- Task instructions -
Please retype all of the data below, word for word.

*** Opening of Extracted records ***

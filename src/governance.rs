//! Publishing strategies for constitution updates.
//!
//! update-governance has two interchangeable realizations behind
//! [`GovernanceUpdatePublisher`]: dispatch a remote session asking the agent
//! to apply the update, or run a local agent CLI with the update as its
//! final argument. Which one runs is a configuration choice
//! (`--governance-publisher`), not a code path difference.

use std::path::PathBuf;
use std::process::Command;
use std::time::Duration;

use tracing::{info, instrument, warn};

use crate::config::AgentConfig;
use crate::dispatch::{SessionDispatcher, SessionRequest};
use crate::error::{EngineError, Result};
use crate::process::run_with_timeout;
use crate::prompt::PromptEngine;

/// What a publisher did with the update.
#[derive(Debug, Clone, PartialEq, Eq)]
pub enum PublishReport {
    /// A remote session was created to apply the update.
    RemoteSession { name: Option<String> },
    /// The local agent applied the update itself.
    LocalApplied,
}

pub trait GovernanceUpdatePublisher {
    fn publish(&self, update: &str) -> Result<PublishReport>;
}

/// Remote realization: one session dispatch.
pub struct RemoteDispatchPublisher<'a, D: SessionDispatcher> {
    dispatcher: &'a D,
    prompts: &'a PromptEngine,
    /// Checked at publish time; the publisher is built for every run but
    /// only update-governance exercises it.
    repository: Option<String>,
    starting_branch: String,
}

impl<'a, D: SessionDispatcher> RemoteDispatchPublisher<'a, D> {
    pub fn new(
        dispatcher: &'a D,
        prompts: &'a PromptEngine,
        repository: Option<&str>,
        starting_branch: &str,
    ) -> Self {
        Self {
            dispatcher,
            prompts,
            repository: repository.map(str::to_string),
            starting_branch: starting_branch.to_string(),
        }
    }
}

impl<D: SessionDispatcher> GovernanceUpdatePublisher for RemoteDispatchPublisher<'_, D> {
    fn publish(&self, update: &str) -> Result<PublishReport> {
        let repository = self.repository.as_deref().ok_or_else(|| {
            EngineError::Configuration(
                "repository is required (--repository or GITHUB_REPOSITORY)".to_string(),
            )
        })?;
        let prompt = self.prompts.render_constitution_update(update)?;
        let request = SessionRequest::new(
            prompt,
            repository,
            &self.starting_branch,
            "Constitution update".to_string(),
        );
        let session = self.dispatcher.create_session(&request)?;
        Ok(PublishReport::RemoteSession { name: session.name })
    }
}

/// Local realization: run the configured agent CLI as a subprocess.
///
/// The credential is injected into that single child's environment from
/// explicit configuration; the engine's own environment is never mutated.
pub struct LocalAgentPublisher {
    agent: AgentConfig,
    api_key: Option<String>,
    workdir: PathBuf,
}

impl LocalAgentPublisher {
    pub fn new(agent: AgentConfig, api_key: Option<String>, workdir: PathBuf) -> Self {
        Self {
            agent,
            api_key,
            workdir,
        }
    }
}

impl GovernanceUpdatePublisher for LocalAgentPublisher {
    #[instrument(skip_all, fields(command = %self.agent.command[0]))]
    fn publish(&self, update: &str) -> Result<PublishReport> {
        let api_key = self.api_key.as_deref().filter(|k| !k.is_empty()).ok_or_else(|| {
            EngineError::Configuration(format!(
                "local agent credential is required (--agent-api-key, forwarded as {})",
                self.agent.api_key_env
            ))
        })?;

        let mut cmd = Command::new(&self.agent.command[0]);
        cmd.args(&self.agent.command[1..])
            .arg(update)
            .env(&self.agent.api_key_env, api_key)
            .current_dir(&self.workdir);

        let output = run_with_timeout(
            cmd,
            Duration::from_secs(self.agent.timeout_secs),
            self.agent.output_limit_bytes,
        )
        .map_err(|err| {
            EngineError::LocalAgent(format!(
                "failed to run {:?}: {err:#}",
                self.agent.command.join(" ")
            ))
        })?;

        // Forward the agent's own output so failures are diagnosable from
        // the engine log alone.
        let stdout = output.stdout_text();
        if !stdout.trim().is_empty() {
            info!(agent_stdout = %stdout.trim());
        }
        let stderr = output.stderr_text();
        if !stderr.trim().is_empty() {
            warn!(agent_stderr = %stderr.trim());
        }

        if output.timed_out {
            return Err(EngineError::LocalAgent(format!(
                "{:?} timed out after {}s",
                self.agent.command.join(" "),
                self.agent.timeout_secs
            )));
        }
        if !output.status.success() {
            return Err(EngineError::LocalAgent(format!(
                "{:?} exited with {:?}",
                self.agent.command.join(" "),
                output.status.code()
            )));
        }

        info!("local agent applied constitution update");
        Ok(PublishReport::LocalApplied)
    }
}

*** Close of Extracted records ***

- Answer to the problem -
filename src/governance.rs
//! Publishing strategies for constitution updates.
//!
//! update-governance has two interchangeable realizations behind
//! [`GovernanceUpdatePublisher`]: dispatch a remote session asking the agent
//! to apply the update, or run a local agent CLI with the update as its
//! final argument. Which one runs is a configuration choice
//! (`--governance-publisher`), not a code path difference.

use std::path::PathBuf;
use std::process::Command;
use std::time::Duration;

use tracing::{info, instrument, warn};

use crate::config::AgentConfig;
use crate::dispatch::{SessionDispatcher, SessionRequest};
use crate::error::{EngineError, Result};
use crate::process::run_with_timeout;
use crate::prompt::PromptEngine;

/// What a publisher did with the update.
#[derive(Debug, Clone, PartialEq, Eq)]
pub enum PublishReport {
    /// A remote session was created to apply the update.
    RemoteSession { name: Option<String> },
    /// The local agent applied the update itself.
    LocalApplied,
}

pub trait GovernanceUpdatePublisher {
    fn publish(&self, update: &str) -> Result<PublishReport>;
}

/// Remote realization: one session dispatch.
pub struct RemoteDispatchPublisher<'a, D: SessionDispatcher> {
    dispatcher: &'a D,
    prompts: &'a PromptEngine,
    /// Checked at publish time; the publisher is built for every run but
    /// only update-governance exercises it.
    repository: Option<String>,
    starting_branch: String,
}

impl<'a, D: SessionDispatcher> RemoteDispatchPublisher<'a, D> {
    pub fn new(
        dispatcher: &'a D,
        prompts: &'a PromptEngine,
        repository: Option<&str>,
        starting_branch: &str,
    ) -> Self {
        Self {
            dispatcher,
            prompts,
            repository: repository.map(str::to_string),
            starting_branch: starting_branch.to_string(),
        }
    }
}

impl<D: SessionDispatcher> GovernanceUpdatePublisher for RemoteDispatchPublisher<'_, D> {
    fn publish(&self, update: &str) -> Result<PublishReport> {
        let repository = self.repository.as_deref().ok_or_else(|| {
            EngineError::Configuration(
                "repository is required (--repository or GITHUB_REPOSITORY)".to_string(),
            )
        })?;
        let prompt = self.prompts.render_constitution_update(update)?;
        let request = SessionRequest::new(
            prompt,
            repository,
            &self.starting_branch,
            "Constitution update".to_string(),
        );
        let session = self.dispatcher.create_session(&request)?;
        Ok(PublishReport::RemoteSession { name: session.name })
    }
}

/// Local realization: run the configured agent CLI as a subprocess.
///
/// The credential is injected into that single child's environment from
/// explicit configuration; the engine's own environment is never mutated.
pub struct LocalAgentPublisher {
    agent: AgentConfig,
    api_key: Option<String>,
    workdir: PathBuf,
}

impl LocalAgentPublisher {
    pub fn new(agent: AgentConfig, api_key: Option<String>, workdir: PathBuf) -> Self {
        Self {
            agent,
            api_key,
            workdir,
        }
    }
}

impl GovernanceUpdatePublisher for LocalAgentPublisher {
    #[instrument(skip_all, fields(command = %self.agent.command[0]))]
    fn publish(&self, update: &str) -> Result<PublishReport> {
        let api_key = self.api_key.as_deref().filter(|k| !k.is_empty()).ok_or_else(|| {
            EngineError::Configuration(format!(
                "local agent credential is required (--agent-api-key, forwarded as {})",
                self.agent.api_key_env
            ))
        })?;

        let mut cmd = Command::new(&self.agent.command[0]);
        cmd.args(&self.agent.command[1..])
            .arg(update)
            .env(&self.agent.api_key_env, api_key)
            .current_dir(&self.workdir);

        let output = run_with_timeout(
            cmd,
            Duration::from_secs(self.agent.timeout_secs),
            self.agent.output_limit_bytes,
        )
        .map_err(|err| {
            EngineError::LocalAgent(format!(
                "failed to run {:?}: {err:#}",
                self.agent.command.join(" ")
            ))
        })?;

        // Forward the agent's own output so failures are diagnosable from
        // the engine log alone.
        let stdout = output.stdout_text();
        if !stdout.trim().is_empty() {
            info!(agent_stdout = %stdout.trim());
        }
        let stderr = output.stderr_text();
        if !stderr.trim().is_empty() {
            warn!(agent_stderr = %stderr.trim());
        }

        if output.timed_out {
            return Err(EngineError::LocalAgent(format!(
                "{:?} timed out after {}s",
                self.agent.command.join(" "),
                self.agent.timeout_secs
            )));
        }
        if !output.status.success() {
            return Err(EngineError::LocalAgent(format!(
                "{:?} exited with {:?}",
                self.agent.command.join(" "),
                output.status.code()
            )));
        }

        info!("local agent applied constitution update");
        Ok(PublishReport::LocalApplied)
    }
}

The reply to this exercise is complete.